Autistic Children: 6 Tips To Live Their Full Potential

A child with autism is different, like all children. And he needs confidence, also like all children.
autistic child

There is a lot of stigma about autism, especially in children. When we first hear the phrase “your child has autism,” we may feel it as a condemnation, but nothing could be further from the truth.

What does my child need if he has autism?

Autistic children are different, as are all other children. How can we accompany them in their uniqueness?

1. Help to lower hypersensitivity

Through sensory integration therapy we can help you filter stimuli, live better with it and be able to communicate.

2. Appropriate therapies

Some therapies focus on forcing superfluous learning, through rewards, without a real understanding of what is being “learned.” They are focused on a child with autism functioning as a neurotypical, with the tremendous effort that this implies.

Worse, it can lead to even more lockdown. It is important to avoid superfluous learning and to help the child to attenuate the sensory intensity so that his own capacities arise, with therapies such as sensory integration or the Tomatis method.

3. Don’t be isolated

Sometimes, because of the way he acts, we take it for granted that he wants to be alone, when the opposite is usually the case. He needs spaces (school, home, family, etc.) where he is not treated as if he were less. He’s just different, like all children.

4. Contact and more contact

Hugs, kisses, tickles, looks. In the case of rejecting them, we can gradually break that barrier using tools that favor containment, proprioception and the sensation of pressure, such as weighted blankets, elastic bags, balls that we pass through the body, etc.

Temple Grandin built for herself the “hugging machine,” which provided a calming pressure in the face of anxiety. Containment and pressure trigger our parasympathetic nervous system, helping us to focus and calm ourselves.

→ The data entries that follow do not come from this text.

//! Validation module for pre-streaming checks.
//!
//! The validation pipeline runs before the first tile to catch setup errors
//! early and report all of them at once.

pub mod pipeline;
pub mod stages;

pub use pipeline::ValidationPipeline;
pub use stages::{GeometryValidation, PlaceholderValidation, ServeSetup, TensorValidation, ValidationStage};
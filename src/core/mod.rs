//! Core types for patchserve.
//!
//! This module contains the foundations every other module builds on:
//! - Regions, sizes and multi-band rasters
//! - Source bundles, output specifications and patch batches
//! - Error types and the validation report
//! - Configuration and constant placeholder expressions

pub mod config;
pub mod error;
pub mod expression;
pub mod raster;
pub mod region;
pub mod sink;
pub mod types;

// Re-export commonly used types
pub use config::{OutputConfig, ServeConfig, SourceConfig, TilingConfig};
pub use error::{ConfigError, ExecutionError, ServeError, ServeResult, SourceIndex, Stage};
pub use expression::parse_expression;
pub use raster::{GeoTransform, MemoryRaster, RasterInfo, RasterSource, RegionBuffer, StackedSource};
pub use region::{ImageRegion, Size2D};
pub use sink::{MemorySink, RasterSink};
pub use types::{ConstantPlaceholder, InferenceMode, OutputSpec, PatchBatch, ScalarValue, SourceBundle, SourceSet};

5. Trust by parents and teachers

It is essential that the child’s potential does not end up disappearing, and for this he needs adults who are able to see it.

6. Diversification

Help him get out of his repetitive routines, without straining, offering new challenges. Their encyclopedic memory is a great asset, but they need to get out of the ordinary little by little.

What do we parents need?

Focus on your strengths and everything you can do. Plus…

1. Extra dose of patience

While it is normal for any child to have outbursts of rage or to be unsettled by changes, in children with autism it skyrockets. Let us remember in those moments that they do not want to manipulate us, that rejecting them hurts them, that they need us to accompany them emotionally.

2. Perform a genetic test

On suspicion, and since early intervention is key, a specific karyotype for autism can help us a lot. The usual karyotype does not detect it. This test, paradoxically, is going to reassure us, to position us, to help us stop blaming ourselves. Our child needs us strong and safe.

3. Understand your hypers and nsibilidad

Let’s understand that you don’t reject food on a whim, you just can’t stand certain textures, smells, tastes, colors. Sensory integration therapy will help you organize these stimuli, so that eating is no longer a headache. And it will give you, in turn, a greater brain balance.

4. Breeding with contact

All children need it, but they need it even more. It is essential to break the barrier of contact, which many children with autism reject. This can be achieved if it has been encouraged from a very early age.

5. Connect with them

Your child is there, even if at times it seems that he looks at nothing and does not listen to you. Although sometimes it seems to you that it is isolated in itself, it is not. He listens to you, he sees you, he needs you. Talk to him, interact, make up games.

6. Stop external aggressions

Let’s not allow people to isolate them or treat them as weird, starting with ourselves.

7. Stop focusing on what you cannot do to focus on what you can

If you are attentive, you will discover the potentials of your child. What interests you, what you stand out for and what you like to do. All children need us to see this, but in the case of children with autism, we have a much harder time understanding this point.